Hi Will. I see that no one has responded to your questions. Though I am by no means an expert, I may be able to help you get started, having struggled through a similar task. Hopefully, experts will correct and add to these points.
Your idea to include metadata with the image is reasonable. And yes, you would add it into the FC (Linear) layer, rather than try to send it through the CNN. I assume you also want to use a pretrained CNN. The issue of course is how.
To do this you need to understand a number of topics: the datablock API, how fastai creates a CNN, PyTorch Modules, and methods that manipulate Modules.
The steps are…
- Decide how to preprocess and encode the metadata.
capture_time is already a number, so Linear can inherently understand it.
Source is categorical. With a small number of categories, the simplest approach is to use one hot encoding directly. Later, you may want to use and train an embedding, which converts a one-hot category into a smaller vector of real numbers.
is_dirty is just another one-hot item.
You’ll need to decide what to do about any missing metadata. Source may need an “unknown” category. capture_time is tricky because Linear will try to fit any special missing value as if it were continuous with the others. The standard solution is to add yet another categorical boolean that says whether the capture-time is valid.
So now you have additional input data, which you can think of as a minibatch of size bs x (1 + #sourcecategories + 1 + 1). This will eventually be concatenated onto the input of the Linear layer.
Next, use the datablock API to have your input x batches include both the image batch and the above metadata batch as a tuple. I think the API can help you with the categorical encoding, decoding, and display. But usually when I try to do anything fancy with that API, I have to ask for help. Advising you is out of my league.
Now you get to slice and dice the image model. Fortunately, you can append, prepend, delete, and replace modules as you wish, and PyTorch magically keeps the gradients flowing.
First, let fastai create the pretrained image model.
Prepend a custom Module at the very beginning which extracts and outputs just the image batch. The image gets passed along to the image model. The metadata batch gets extracted and dumped into a global variable.
Next, find the Linear layer that fastai has built as part of the head of resnet. Replace it with another custom Module. This Module receives a tensor of image features of size bs x #imageFeatures (512?). It contains a Linear layer like the original one, but instead taking an input of #imageFeatures+#metadataFeatures. In forward(), use torch.cat to join the metadata features from the global to the image features. The result is a tensor of size bs x (#imageFeatures + (1 + #sourcecategories + 1 + 1)). This tensor gets passed to the new Linear, which learns from both the image and metadata features. Linear’s output get passed on to the rest of the head. As far it the rest knows, nothing special has happened, and training proceeds on the image points.

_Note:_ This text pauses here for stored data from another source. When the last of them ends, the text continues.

use rmpc_app::{DemoModel, RunConfig, RunOptions, RunRequest, run_service};
use rmpc_results::RunOutcome;
use rmpc_solver::SolveStatus;
use std::path::PathBuf;

fn temp_output(tag: &str) -> PathBuf {
    let dir = std::env::temp_dir().join(format!("rmpc_app_{tag}_{}", std::process::id()));
    let _ = std::fs::remove_dir_all(&dir);
    dir
}

#[test]
fn integrator_run_is_persisted_and_replayed() {
    let mut config = RunConfig::demo(DemoModel::Integrator);
    config.n_steps = 3;
    config.record_snapshots = true;
    config.output_dir = temp_output("integrator");

    let mut streamed = 0;
    let mut count = |_: &rmpc_results::LogEntry| streamed += 1;
    let request = RunRequest {
        config: &config,
        options: RunOptions::default(),
    };
    let response = run_service::ensure_run_with_progress(&request, Some(&mut count)).unwrap();
    assert_eq!(streamed, 3);
    assert!(!response.loaded_from_cache);
    assert_eq!(response.manifest.outcome, RunOutcome::Completed);
    assert_eq!(response.manifest.completed_steps, 3);
    assert_eq!(response.manifest.model, "integrator");

    let entries = response.log.entries();
    for (k, e) in entries.iter().enumerate() {
        assert_eq!(e.status, SolveStatus::Solved);
        assert_eq!(e.input, vec![1.0]);
        assert!((e.state[0] - k as f64).abs() < 1e-8);
        let snap = e.snapshot.as_ref().unwrap();
        assert_eq!(snap.first_input, vec![1.0]);
    }

    let (manifest, log) = run_service::load_run(&config.output_dir, &response.run_id).unwrap();
    assert_eq!(manifest, response.manifest);
    assert_eq!(log, response.log);

    let cached = run_service::ensure_run(&request).unwrap();
    assert!(cached.loaded_from_cache);
    assert_eq!(cached.run_id, response.run_id);
    assert_eq!(cached.log, response.log);

    let runs = run_service::list_runs(&config.output_dir).unwrap();
    assert_eq!(runs.len(), 1);

    std::fs::remove_dir_all(&config.output_dir).ok();
}

#[test]
fn mass_spring_damper_run_solves_every_step_within_input_bounds() {
    let mut config = RunConfig::demo(DemoModel::MassSpringDamper);
    config.controller.n_horizon = 3;
    config.n_steps = 2;
    config.output_dir = temp_output("msd");

    let response = run_service::ensure_run(&RunRequest {
        config: &config,
        options: RunOptions {
            use_cache: false,
            ..RunOptions::default()
        },
    })
    .unwrap();

    assert_eq!(response.manifest.outcome, RunOutcome::Completed);
    assert_eq!(response.manifest.completed_steps, 2);
    assert_eq!(response.log.len(), 2);
    for e in response.log.entries() {
        assert_eq!(e.status, SolveStatus::Solved, "step {}", e.step);
        assert!(!e.fallback, "step {}", e.step);
        assert!(e.state.iter().all(|v| v.is_finite()), "step {}", e.step);
        assert!(e.input[0] >= -2.0 && e.input[0] <= 2.0);
    }

    std::fs::remove_dir_all(&config.output_dir).ok();
}

#[test]
fn integrator_run_keeps_solving_after_warm_starts() {
    let mut config = RunConfig::demo(DemoModel::Integrator);
    config.n_steps = 4;
    config.record_snapshots = true;
    config.output_dir = temp_output("integrator_warm");

    let response = run_service::ensure_run(&RunRequest {
        config: &config,
        options: RunOptions {
            use_cache: false,
            ..RunOptions::default()
        },
    })
    .unwrap();

    assert_eq!(response.manifest.outcome, RunOutcome::Completed);
    for e in response.log.entries() {
        assert_eq!(e.status, SolveStatus::Solved, "step {}", e.step);
        assert!(!e.fallback);
        let snap = e.snapshot.as_ref().unwrap();
        assert!(
            snap.scenarios
                .iter()
                .flat_map(|s| s.states.iter().flatten())
                .all(|v| v.is_finite()),
            "step {}",
            e.step
        );
    }

    std::fs::remove_dir_all(&config.output_dir).ok();
}

#[test]
fn invalid_config_is_rejected_before_running() {
    let mut config = RunConfig::demo(DemoModel::MassSpringDamper);
    config.uncertainty.clear();
    config.output_dir = temp_output("invalid");
    let err = run_service::ensure_run(&RunRequest {
        config: &config,
        options: RunOptions::default(),
    })
    .unwrap_err();
    assert!(matches!(err, rmpc_app::AppError::Validation(_)));
    assert!(!config.output_dir.exists());
}

#[test]
fn missing_run_is_reported() {
    let dir = temp_output("missing");
    let err = run_service::load_run(&dir, "nope").unwrap_err();
    assert!(matches!(err, rmpc_app::AppError::RunNotFound(id) if id == "nope"));
    std::fs::remove_dir_all(&dir).ok();
}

Using a global variable this way is a disapproved hack. So mea culpa. But it gets the job done, building on existing good work, with minimal opportunities for coding errors. The right way would be to make a custom module that itself loads and contains the image model, keeping the metadata internal. Alternatively, you could copy parts of the fastai code to build the desired model directly. There are lots of ways to get the task done.
Good luck! I would be interested to know whether including the metadata increases accuracy.
P.S. I don’t know of any official name for this process, but I am going to start calling it model wrangling.